> TRY IT
Copy out each line of the data below in which "ahead" appears.

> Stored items
————
//! # Song Documents
//!
//! Types for chord/lyric song sheets as they are stored in a song bank.
//!
//! ## Type Hierarchy
//! ```text
//! Song
//!   ├── title, artist, composer, album, releaseDate, bpm
//!   ├── originalKey: must be a label of chordMap
//!   ├── chordMap: KeyMap (defaults to the sharps preset)
//!   └── Vec<Section>
//!         ├── type: free text ("Verse 1", "CHORUS:")
//!         ├── lyrics: Vec<String>
//!         ├── chords: Vec<Vec<ChordOccurrence>> (one chord-line per lyric line)
//!         ├── italize / addBreak: per-line flags
//!         └── times: per-line repeat counts, blanks allowed
//!
//! ChordOccurrence
//!   ├── chord: the display string the engine rewrites
//!   ├── position: horizontal offset, opaque here
//!   ├── left, right, leftRight, leftColon, rightColon, dash: bar and hold markers
//!   ├── forwardSlash: number of repeat slashes
//!   └── number: fixed Nashville number that overrides the computed one
//! ```
//!
//! Field names match the camelCase keys of the song bank, so existing data loads
//! as is. Decoration fields are pass-through data and are only written back when set.

use serde::{Deserialize, Serialize};

use crate::error::SongKeyError;
use crate::key_map::KeyMap;

fn is_false(flag: &bool) -> bool {
    !*flag
}

fn is_zero(count: &u32) -> bool {
    *count == 0
}

/// One chord placed over a lyric line
#[derive(Debug, Clone, PartialEq, Default, Serialize, Deserialize)]
#[serde(rename_all = "camelCase")]
pub struct ChordOccurrence {
    pub chord: String,
    #[serde(default)]
    pub position: f64,
    #[serde(default, skip_serializing_if = "is_false")]
    pub left: bool,
    #[serde(default, skip_serializing_if = "is_false")]
    pub right: bool,
    #[serde(default, skip_serializing_if = "is_false")]
    pub left_right: bool,
    #[serde(default, skip_serializing_if = "is_false")]
    pub left_colon: bool,
    #[serde(default, skip_serializing_if = "is_false")]
    pub right_colon: bool,
    #[serde(default, skip_serializing_if = "is_false")]
    pub dash: bool,
    #[serde(default, skip_serializing_if = "is_zero")]
    pub forward_slash: u32,
    #[serde(default, skip_serializing_if = "Option::is_none")]
    pub number: Option<String>,
}

impl ChordOccurrence {
    pub fn new(chord: &str, position: f64) -> Self {
        Self {
            chord: chord.to_string(),
            position,
            ..Default::default()
        }
    }
}

/// Repeat count for a line. Song data leaves unrepeated lines blank (`''`).
#[derive(Debug, Clone, PartialEq, Serialize, Deserialize)]
#[serde(untagged)]
pub enum Times {
    Count(u32),
    Blank(String),
}

impl Times {
    pub fn count(&self) -> Option<u32> {
        match self {
            Times::Count(n) => Some(*n),
            Times::Blank(text) => text.trim().parse().ok(),
        }
    }
}

#[derive(Debug, Clone, PartialEq, Default, Serialize, Deserialize)]
#[serde(rename_all = "camelCase")]
pub struct Section {
    #[serde(rename = "type", default)]
    pub section_type: String,
    #[serde(default)]
    pub lyrics: Vec<String>,
    #[serde(default)]
    pub chords: Vec<Vec<ChordOccurrence>>,
    #[serde(default, skip_serializing_if = "Vec::is_empty")]
    pub italize: Vec<bool>,
    #[serde(default, skip_serializing_if = "Vec::is_empty")]
    pub add_break: Vec<bool>,
    #[serde(default, skip_serializing_if = "Vec::is_empty")]
    pub times: Vec<Times>,
}

impl Section {
    /// Repeat count for line `index`, if one is given.
    pub fn times_for_line(&self, index: usize) -> Option<u32> {
        self.times.get(index).and_then(Times::count)
    }

    pub fn is_italic(&self, index: usize) -> bool {
        self.italize.get(index).copied().unwrap_or(false)
    }
}

#[derive(Debug, Clone, PartialEq, Serialize, Deserialize)]
#[serde(rename_all = "camelCase")]
pub struct Song {
    pub title: String,
    pub artist: String,
    #[serde(default, skip_serializing_if = "Option::is_none")]
    pub composer: Option<String>,
    #[serde(default, skip_serializing_if = "Option::is_none")]
    pub album: Option<String>,
    #[serde(default, skip_serializing_if = "Option::is_none")]
    pub release_date: Option<String>,
    pub original_key: String,
    #[serde(default)]
    pub chord_map: KeyMap,
    pub bpm: u32,
    #[serde(default)]
    pub sections: Vec<Section>,
}

impl Song {
    /// Check that the song's original key is spelled the way its key map spells it.
    pub fn validate(&self) -> Result<(), SongKeyError> {
        if !self.chord_map.contains(&self.original_key) {
            return Err(SongKeyError::InvalidSong(format!(
                "'{}': original key '{}' is not in the key map ({})",
                self.title, self.original_key, self.chord_map
            )));
        }
        Ok(())
    }

    /// Every chord occurrence in reading order.
    pub fn chords(&self) -> impl Iterator<Item = &ChordOccurrence> {
        self.sections
            .iter()
            .flat_map(|section| section.chords.iter())
            .flat_map(|line| line.iter())
    }
}

/// Parse and validate a single song from YAML.
pub fn parse_song(source: &str) -> Result<Song, SongKeyError> {
    let song: Song = serde_yaml::from_str(source)?;
    song.validate()?;
    Ok(song)
}
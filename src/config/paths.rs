//! Path resolution for quickadd configuration files.
//!
//! All quickadd data is stored in `~/.quickadd/`:
//! - `config.yaml` - Main configuration file

use std::path::PathBuf;

use crate::error::QuickAddError;

/// Paths to quickadd configuration files.
#[derive(Debug, Clone)]
pub struct Paths {
    /// Root directory: `~/.quickadd/`
    pub root: PathBuf,
    /// Config file: `~/.quickadd/config.yaml`
    pub config_file: PathBuf,
}

impl Paths {
    /// Create paths based on the user's home directory.
    ///
    /// # Errors
    ///
    /// Returns an error if the home directory cannot be determined.
    pub fn new() -> Result<Self, QuickAddError> {
        let home = std::env::var("HOME").map_err(|_| {
            QuickAddError::Config("Could not determine home directory".to_string())
        })?;

        Ok(Self::with_root(PathBuf::from(home).join(".quickadd")))
    }

    /// Create paths with a custom root directory (useful for testing).
    #[must_use]
    pub fn with_root(root: PathBuf) -> Self {
        Self {
            config_file: root.join("config.yaml"),
            root,
        }
    }

}
//! Due dates and fallback date/time detection.
//!
//! [`NaturalDateDetector`] recognizes absolute forms that the keyword
//! extractor doesn't cover, such as `jan 15`, `march 3rd`, `2024-12-15`,
//! `12/15` and `5pm`.

use chrono::{Datelike, Days, NaiveDate, NaiveDateTime, NaiveTime};
use serde::{Deserialize, Serialize};
use tracing::trace;

use super::{DateDetector, DetectError, ParseContext};

/// An inferred deadline: a calendar date, plus a time of day only when one
/// was explicitly written.
#[derive(Debug, Clone, Copy, PartialEq, Eq, Serialize, Deserialize)]
pub struct DueDate {
    /// The calendar date.
    pub date: NaiveDate,
    /// Optional time of day.
    pub time: Option<NaiveTime>,
}

impl DueDate {
    /// Create a result with just a date.
    #[must_use]
    pub const fn date_only(date: NaiveDate) -> Self {
        Self { date, time: None }
    }

    /// Create a result with date and time.
    #[must_use]
    pub const fn with_time(date: NaiveDate, time: NaiveTime) -> Self {
        Self {
            date,
            time: Some(time),
        }
    }

    /// Convert to ISO 8601 date string.
    #[must_use]
    pub fn to_iso_date(&self) -> String {
        self.date.format("%Y-%m-%d").to_string()
    }

    /// Convert to a datetime, using the time if available or midnight otherwise.
    #[must_use]
    pub fn to_datetime(&self) -> NaiveDateTime {
        NaiveDateTime::new(self.date, self.time.unwrap_or(NaiveTime::MIN))
    }

    /// Whether the date lies strictly before `today`.
    #[must_use]
    pub fn is_overdue(&self, today: NaiveDate) -> bool {
        self.date < today
    }

    /// Whether the date is `today`.
    #[must_use]
    pub fn is_due_today(&self, today: NaiveDate) -> bool {
        self.date == today
    }

    /// Whether the date is the day after `today`.
    #[must_use]
    pub fn is_due_tomorrow(&self, today: NaiveDate) -> bool {
        today.checked_add_days(Days::new(1)) == Some(self.date)
    }

    /// Whether the date falls between `today` and `today + days`, inclusive.
    #[must_use]
    pub fn is_due_within(&self, today: NaiveDate, days: u64) -> bool {
        let within_end = match today.checked_add_days(Days::new(days)) {
            Some(end) => self.date <= end,
            None => true,
        };
        self.date >= today && within_end
    }
}

/// Word-window scanner for absolute dates and times.
#[derive(Debug, Clone, Copy, Default)]
pub struct NaturalDateDetector;

impl NaturalDateDetector {
    /// Create a detector.
    #[must_use]
    pub const fn new() -> Self {
        Self
    }

    /// Find the first date or time expression in `text`.
    ///
    /// Windows of four down to one word are tried at each position from left
    /// to right; the first window that resolves wins.
    #[must_use]
    pub fn find(&self, text: &str, ctx: &ParseContext) -> Option<DueDate> {
        let words: Vec<String> = text
            .split_whitespace()
            .map(normalize_word)
            .filter(|w| !w.is_empty())
            .collect();

        for start in 0..words.len() {
            for len in (1..=4).rev() {
                let Some(window) = words.get(start..start + len) else {
                    continue;
                };
                if let Some(found) = parse_window(window, ctx) {
                    trace!(window = %window.join(" "), "fallback detector matched");
                    return Some(found);
                }
            }
        }

        None
    }
}

impl DateDetector for NaturalDateDetector {
    fn detect(&self, text: &str, ctx: &ParseContext) -> Result<Option<DueDate>, DetectError> {
        Ok(self.find(text, ctx))
    }
}

/// Lowercase a word and strip surrounding punctuation.
fn normalize_word(word: &str) -> String {
    word.trim_matches(|c: char| matches!(c, ',' | '.' | ';' | '(' | ')' | '!' | '?' | '"' | '\''))
        .to_lowercase()
}

/// Resolve one window: an optional date followed by an optional time.
fn parse_window(words: &[String], ctx: &ParseContext) -> Option<DueDate> {
    let (last, rest) = words.split_last()?;

    if let Some(time) = parse_time(last) {
        // "jan 15 at 5pm"
        let rest = match rest.split_last() {
            Some((word, head)) if word == "at" || word == "@" => head,
            _ => rest,
        };
        if rest.is_empty() {
            return resolve_time_only(time, ctx);
        }
        let date = parse_absolute_date(rest, ctx.today())?;
        return Some(DueDate::with_time(date, time));
    }

    parse_absolute_date(words, ctx.today()).map(DueDate::date_only)
}

/// A bare time means today if still ahead of `now`, tomorrow otherwise.
fn resolve_time_only(time: NaiveTime, ctx: &ParseContext) -> Option<DueDate> {
    let today = ctx.today();
    if time > ctx.now.time() {
        Some(DueDate::with_time(today, time))
    } else {
        let tomorrow = today.checked_add_days(Days::new(1))?;
        Some(DueDate::with_time(tomorrow, time))
    }
}

fn parse_absolute_date(words: &[String], today: NaiveDate) -> Option<NaiveDate> {
    match words {
        [single] => NaiveDate::parse_from_str(single, "%Y-%m-%d")
            .ok()
            .or_else(|| parse_us_date(single, today)),
        [a, b] => parse_month_day(a, b, None, today).or_else(|| parse_month_day(b, a, None, today)),
        [a, b, year] => parse_month_day(a, b, Some(year.as_str()), today)
            .or_else(|| parse_month_day(b, a, Some(year.as_str()), today)),
        _ => None,
    }
}

/// Parse month and day, e.g. `dec 15`, `december 15th`, `dec 15 2025`.
///
/// Without an explicit year the date rolls over to its next occurrence once
/// it has passed.
fn parse_month_day(
    month: &str,
    day: &str,
    year: Option<&str>,
    today: NaiveDate,
) -> Option<NaiveDate> {
    let month = parse_month_name(month)?;
    let day = parse_day(day)?;

    if let Some(year) = year {
        if year.len() != 4 {
            return None;
        }
        return NaiveDate::from_ymd_opt(year.parse().ok()?, month, day);
    }

    next_occurrence(month, day, today)
}

/// The first `month`/`day` on or after `today`.
///
/// Feb 29 skips ahead to the next leap year.
fn next_occurrence(month: u32, day: u32, today: NaiveDate) -> Option<NaiveDate> {
    let year = today.year();
    (year..=year.saturating_add(8))
        .filter_map(|y| NaiveDate::from_ymd_opt(y, month, day))
        .find(|date| *date >= today)
}

/// Parse a day of month with an optional ordinal suffix.
fn parse_day(input: &str) -> Option<u32> {
    let digits = input.trim_end_matches(|c: char| c.is_ascii_alphabetic());
    let suffix = &input[digits.len()..];
    if !matches!(suffix, "" | "st" | "nd" | "rd" | "th") {
        return None;
    }
    let day: u32 = digits.parse().ok()?;
    (1..=31).contains(&day).then_some(day)
}

/// Parse month name to number.
fn parse_month_name(input: &str) -> Option<u32> {
    match input {
        "jan" | "january" => Some(1),
        "feb" | "february" => Some(2),
        "mar" | "march" => Some(3),
        "apr" | "april" => Some(4),
        "may" => Some(5),
        "jun" | "june" => Some(6),
        "jul" | "july" => Some(7),
        "aug" | "august" => Some(8),
        "sep" | "sept" | "september" => Some(9),
        "oct" | "october" => Some(10),
        "nov" | "november" => Some(11),
        "dec" | "december" => Some(12),
        _ => None,
    }
}

/// Parse US date format (MM/DD or MM/DD/YYYY).
fn parse_us_date(input: &str, today: NaiveDate) -> Option<NaiveDate> {
    let parts: Vec<&str> = input.split('/').collect();

    match parts.len() {
        2 => {
            let month: u32 = parts[0].parse().ok()?;
            let day: u32 = parts[1].parse().ok()?;

            next_occurrence(month, day, today)
        },
        3 => {
            let month: u32 = parts[0].parse().ok()?;
            let day: u32 = parts[1].parse().ok()?;
            let year: i32 = parts[2].parse().ok()?;

            // Handle 2-digit years
            let year = if year < 100 { 2000 + year } else { year };

            NaiveDate::from_ymd_opt(year, month, day)
        },
        _ => None,
    }
}

/// Parse a time string.
fn parse_time(input: &str) -> Option<NaiveTime> {
    match input {
        "noon" | "midday" => return NaiveTime::from_hms_opt(12, 0, 0),
        "midnight" => return NaiveTime::from_hms_opt(0, 0, 0),
        _ => {},
    }

    // 24-hour format (15:00, 15:30)
    if let Ok(time) = NaiveTime::parse_from_str(input, "%H:%M") {
        return Some(time);
    }

    // 12-hour format (3pm, 3:30pm)
    let (time_str, is_pm) = if let Some(rest) = input.strip_suffix("pm") {
        (rest, true)
    } else if let Some(rest) = input.strip_suffix("am") {
        (rest, false)
    } else {
        return None;
    };

    let (hour, minute) = match time_str.split_once(':') {
        Some((h, m)) => (h.parse::<u32>().ok()?, m.parse::<u32>().ok()?),
        None => (time_str.parse::<u32>().ok()?, 0),
    };

    if !(1..=12).contains(&hour) {
        return None;
    }

    let hour = match (hour, is_pm) {
        (12, false) => 0,
        (12, true) => 12,
        (h, true) => h + 12,
        (h, false) => h,
    };

    NaiveTime::from_hms_opt(hour, minute, 0)
}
————
> RESULT FOR THIS TASK
/// A bare time means today if still ahead of `now`, tomorrow otherwise.
/// Feb 29 skips ahead to the next leap year.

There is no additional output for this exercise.